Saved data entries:

- Opening Delimiter -

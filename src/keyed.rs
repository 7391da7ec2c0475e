//! Keyed list reconciliation.
//!
//! Two strategies, chosen per list by [`ListStrategy`]:
//!
//! - **Keyed**: key-set difference. Keys gone from the new list are torn
//!   down and removed, new keys are rendered and inserted after the item of
//!   the key preceding them, survivors are recommitted where they stand. A
//!   pure reorder is not applied.
//! - **Ordered**: a shortest edit script over the key sequences
//!   ([`diff_sequences`]) drives retain/insert/delete, which also applies
//!   reorders.
//!
//! Every node of an item is tagged with the item's key. Removal checks the
//! tag before touching a node, so a node moved or dropped behind the
//! engine's back is skipped rather than removed by mistake.

use std::fmt::Debug;
use std::hash::Hash;
use std::mem;

use compact_str::CompactString;
use rustc_hash::{FxHashMap, FxHashSet};
use tracing::{debug, warn};

use crate::algo::{diff_sequences, EditOp};
use crate::commit::{changed, CommitStats, LiveInstance};
use crate::error::{StencilError, StencilResult};
use crate::host::Host;
use crate::memory::MemoryKind;
use crate::registry::Registry;
use crate::value::{DynamicValue, KeyedList, ListStrategy, Primitive};

/// Live items of one list position.
#[derive(Debug)]
pub(crate) struct ListState<N> {
    strategy: ListStrategy,
    items: Vec<Item<N>>,
}

#[derive(Debug)]
struct Item<N> {
    key: CompactString,
    value: DynamicValue,
    content: ItemContent<N>,
}

#[derive(Debug)]
enum ItemContent<N> {
    Text(N),
    Template(Box<LiveInstance<N>>),
}

/// Edit counts of one reconciliation.
#[derive(Debug, Default, Clone, Copy, PartialEq, Eq)]
pub(crate) struct ListPatch {
    pub added: usize,
    pub removed: usize,
    pub retained: usize,
}

impl<N: Copy + Eq + Hash + Debug> ListState<N> {
    pub(crate) fn new(strategy: ListStrategy) -> Self {
        Self { strategy, items: Vec::new() }
    }

    pub(crate) fn strategy(&self) -> ListStrategy {
        self.strategy
    }

    pub(crate) fn collect_nodes(&self, out: &mut Vec<N>) {
        for item in &self.items {
            item.collect_nodes(out);
        }
    }

    /// Tear down and remove every item.
    pub(crate) fn clear<H: Host<Node = N>>(&mut self, host: &mut H) -> StencilResult<()> {
        for item in mem::take(&mut self.items) {
            remove_item(host, item)?;
        }
        Ok(())
    }
}

impl<N: Copy + Eq + Hash + Debug> Item<N> {
    fn collect_nodes(&self, out: &mut Vec<N>) {
        match &self.content {
            ItemContent::Text(node) => out.push(*node),
            ItemContent::Template(instance) => instance.collect_nodes(out),
        }
    }

    fn nodes(&self) -> Vec<N> {
        let mut out = Vec::new();
        self.collect_nodes(&mut out);
        out
    }

    fn last_node(&self) -> Option<N> {
        self.nodes().last().copied()
    }

    fn place_after<H: Host<Node = N>>(&mut self, host: &mut H, anchor: N) -> StencilResult<()> {
        match &mut self.content {
            ItemContent::Text(node) => host.insert_after(anchor, *node),
            ItemContent::Template(instance) => instance.place_after(host, anchor).map(|_| ()),
        }
    }

    /// Tag every current node with the item's key.
    fn tag<H: Host<Node = N>>(&self, host: &mut H) -> StencilResult<()> {
        for node in self.nodes() {
            if host.key_of(node) != Some(self.key.as_str()) {
                host.set_key(node, &self.key)?;
            }
        }
        Ok(())
    }
}

/// Reconcile `state` against `list`; items live directly after `anchor`.
pub(crate) fn reconcile<H: Host>(
    host: &mut H,
    registry: &Registry,
    anchor: H::Node,
    state: &mut ListState<H::Node>,
    list: &KeyedList,
    stats: &mut CommitStats,
) -> StencilResult<ListPatch> {
    let patch = match state.strategy {
        ListStrategy::Keyed => reconcile_keyed(host, registry, anchor, state, list, stats)?,
        ListStrategy::Ordered => reconcile_ordered(host, registry, anchor, state, list, stats)?,
    };
    if patch.added + patch.removed > 0 {
        debug!(added = patch.added, removed = patch.removed, retained = patch.retained, "reconciled list");
    }
    Ok(patch)
}

fn reconcile_keyed<H: Host>(
    host: &mut H,
    registry: &Registry,
    anchor: H::Node,
    state: &mut ListState<H::Node>,
    list: &KeyedList,
    stats: &mut CommitStats,
) -> StencilResult<ListPatch> {
    let duplicates = list.duplicate_keys();
    if !duplicates.is_empty() {
        warn!(?duplicates, "duplicate keys in keyed list; their placement is unspecified");
    }

    let new_keys = list.keys();
    let new_values = list.items();
    let mut first_index: FxHashMap<&str, usize> = FxHashMap::default();
    for (j, key) in new_keys.iter().enumerate() {
        first_index.entry(key.as_str()).or_insert(j);
    }
    let old_keys: FxHashSet<CompactString> = state.items.iter().map(|item| item.key.clone()).collect();

    let mut patch = ListPatch::default();

    // Deletions
    let mut kept = Vec::with_capacity(new_keys.len());
    for item in mem::take(&mut state.items) {
        if first_index.contains_key(item.key.as_str()) {
            kept.push(item);
        } else {
            remove_item(host, item)?;
            patch.removed += 1;
        }
    }

    let survivor_order: Vec<&str> = kept.iter().map(|item| item.key.as_str()).collect();
    let wanted_order: Vec<&str> = new_keys
        .iter()
        .map(CompactString::as_str)
        .filter(|key| old_keys.contains(*key))
        .collect();
    if duplicates.is_empty() && survivor_order != wanted_order {
        debug!("keyed list reordered; existing items keep their positions");
    }

    // Survivors take the value of their key's first occurrence
    let mut cursor = anchor;
    for item in &mut kept {
        if let Some(&j) = first_index.get(item.key.as_str()) {
            recommit_item(host, registry, item, &new_values[j], cursor, stats)?;
            patch.retained += 1;
        }
        if let Some(last) = item.last_node() {
            cursor = last;
        }
    }

    // Additions, in new-list order. Each run of consecutive new keys is
    // placed after the item of the key preceding it as one batch.
    let mut j = 0;
    while j < new_keys.len() {
        if old_keys.contains(&new_keys[j]) {
            j += 1;
            continue;
        }
        let pos = match j.checked_sub(1) {
            Some(prev) => kept.iter().position(|item| item.key == new_keys[prev]).map_or(0, |p| p + 1),
            None => 0,
        };
        let after = kept[..pos].iter().rev().find_map(Item::last_node).unwrap_or(anchor);

        let mut run = Vec::new();
        while j < new_keys.len() && !old_keys.contains(&new_keys[j]) {
            run.push(render_item(host, registry, &new_keys[j], &new_values[j], stats)?);
            j += 1;
        }
        place_run(host, after, &mut run)?;
        patch.added += run.len();
        for (offset, item) in run.into_iter().enumerate() {
            kept.insert(pos + offset, item);
        }
    }

    state.items = kept;
    Ok(patch)
}

fn reconcile_ordered<H: Host>(
    host: &mut H,
    registry: &Registry,
    anchor: H::Node,
    state: &mut ListState<H::Node>,
    list: &KeyedList,
    stats: &mut CommitStats,
) -> StencilResult<ListPatch> {
    let old_keys: Vec<CompactString> = state.items.iter().map(|item| item.key.clone()).collect();
    let script = diff_sequences(&old_keys, list.keys());

    let mut old_items: Vec<Option<Item<H::Node>>> = mem::take(&mut state.items).into_iter().map(Some).collect();
    let mut items = Vec::with_capacity(list.len());
    let mut patch = ListPatch::default();
    let mut cursor = anchor;
    let mut pending = Vec::new();

    for op in &script.ops {
        if !pending.is_empty() && !matches!(op, EditOp::Insert { .. }) {
            cursor = place_run(host, cursor, &mut pending)?;
            items.append(&mut pending);
        }
        match *op {
            EditOp::Retain { old, new } => {
                let Some(mut item) = old_items[old].take() else { continue };
                recommit_item(host, registry, &mut item, &list.items()[new], cursor, stats)?;
                if let Some(last) = item.last_node() {
                    cursor = last;
                }
                items.push(item);
                patch.retained += 1;
            }
            EditOp::Delete { old } => {
                if let Some(item) = old_items[old].take() {
                    remove_item(host, item)?;
                    patch.removed += 1;
                }
            }
            EditOp::Insert { new } => {
                pending.push(render_item(host, registry, &list.keys()[new], &list.items()[new], stats)?);
                patch.added += 1;
            }
        }
    }
    if !pending.is_empty() {
        place_run(host, cursor, &mut pending)?;
        items.append(&mut pending);
    }

    state.items = items;
    Ok(patch)
}

/// Render a detached item and tag its nodes.
fn render_item<H: Host>(
    host: &mut H,
    registry: &Registry,
    key: &CompactString,
    value: &DynamicValue,
    stats: &mut CommitStats,
) -> StencilResult<Item<H::Node>> {
    let content = match value {
        DynamicValue::Template(t) => ItemContent::Template(Box::new(LiveInstance::build(host, registry, t, stats)?)),
        DynamicValue::Primitive(p) if !matches!(p, Primitive::Null) => ItemContent::Text(host.create_text(&p.to_text())),
        DynamicValue::Structural(v) if !v.is_array() => ItemContent::Text(host.create_text(&v.to_string())),
        other => {
            return Err(StencilError::usage(format!(
                "keyed list items must be templates or text, found a {} under key `{key}`",
                other.kind_name()
            )));
        }
    };
    let item = Item { key: key.clone(), value: value.clone(), content };
    item.tag(host)?;
    Ok(item)
}

/// Place freshly rendered items, in order, directly after `after`; returns
/// the last node placed (or `after` when the run has no nodes).
fn place_run<H: Host>(host: &mut H, after: H::Node, run: &mut [Item<H::Node>]) -> StencilResult<H::Node> {
    let mut nodes = Vec::new();
    for item in run.iter() {
        item.collect_nodes(&mut nodes);
    }
    match nodes.as_slice() {
        [] => {}
        [node] => host.insert_after(after, *node)?,
        _ => host.insert_batch_after(after, &nodes)?,
    }
    for item in run.iter_mut() {
        if let ItemContent::Template(instance) = &mut item.content {
            instance.release_container(host)?;
        }
    }
    Ok(nodes.last().copied().unwrap_or(after))
}

/// Bring a surviving item up to `value`. `fallback` is the node the item
/// follows, used when the item currently has no nodes of its own.
fn recommit_item<H: Host>(
    host: &mut H,
    registry: &Registry,
    item: &mut Item<H::Node>,
    value: &DynamicValue,
    fallback: H::Node,
    stats: &mut CommitStats,
) -> StencilResult<()> {
    if !changed(Some(&item.value), value, MemoryKind::Node)? {
        return Ok(());
    }

    match (&mut item.content, value) {
        (ItemContent::Template(instance), DynamicValue::Template(t)) if instance.accepts(t) => {
            *stats += instance.commit(host, registry, t.values())?;
        }
        (ItemContent::Text(node), DynamicValue::Primitive(p)) if !matches!(p, Primitive::Null) => {
            host.set_text(*node, &p.to_text())?;
        }
        (ItemContent::Text(node), DynamicValue::Structural(v)) if !v.is_array() => {
            host.set_text(*node, &v.to_string())?;
        }
        _ => {
            // Shape changed: render the replacement next to the old nodes
            let mut fresh = render_item(host, registry, &item.key, value, stats)?;
            let after = item.last_node().unwrap_or(fallback);
            fresh.place_after(host, after)?;
            remove_item(host, mem::replace(item, fresh))?;
            return Ok(());
        }
    }

    item.value = value.clone();
    item.tag(host)
}

/// Tear down and remove an item's nodes, skipping any no longer tagged
/// with its key.
fn remove_item<H: Host>(host: &mut H, item: Item<H::Node>) -> StencilResult<()> {
    for node in item.nodes() {
        if host.key_of(node) == Some(item.key.as_str()) {
            host.teardown(node);
            host.remove(node)?;
        } else {
            debug!(key = %item.key, ?node, "reconciliation miss; node not found under its key");
        }
    }
    Ok(())
}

- Closing Delimiter -

__Instructions for the task__. Copy the records above exactly, beginning at the line that contains "new keys is" and stopping after the line that contains "if !pending.is_empty() &&".

__Answer section__.
    // Additions, in new-list order. Each run of consecutive new keys is
    // placed after the item of the key preceding it as one batch.
    let mut j = 0;
    while j < new_keys.len() {
        if old_keys.contains(&new_keys[j]) {
            j += 1;
            continue;
        }
        let pos = match j.checked_sub(1) {
            Some(prev) => kept.iter().position(|item| item.key == new_keys[prev]).map_or(0, |p| p + 1),
            None => 0,
        };
        let after = kept[..pos].iter().rev().find_map(Item::last_node).unwrap_or(anchor);

        let mut run = Vec::new();
        while j < new_keys.len() && !old_keys.contains(&new_keys[j]) {
            run.push(render_item(host, registry, &new_keys[j], &new_values[j], stats)?);
            j += 1;
        }
        place_run(host, after, &mut run)?;
        patch.added += run.len();
        for (offset, item) in run.into_iter().enumerate() {
            kept.insert(pos + offset, item);
        }
    }

    state.items = kept;
    Ok(patch)
}

fn reconcile_ordered<H: Host>(
    host: &mut H,
    registry: &Registry,
    anchor: H::Node,
    state: &mut ListState<H::Node>,
    list: &KeyedList,
    stats: &mut CommitStats,
) -> StencilResult<ListPatch> {
    let old_keys: Vec<CompactString> = state.items.iter().map(|item| item.key.clone()).collect();
    let script = diff_sequences(&old_keys, list.keys());

    let mut old_items: Vec<Option<Item<H::Node>>> = mem::take(&mut state.items).into_iter().map(Some).collect();
    let mut items = Vec::with_capacity(list.len());
    let mut patch = ListPatch::default();
    let mut cursor = anchor;
    let mut pending = Vec::new();

    for op in &script.ops {
        if !pending.is_empty() && !matches!(op, EditOp::Insert { .. }) {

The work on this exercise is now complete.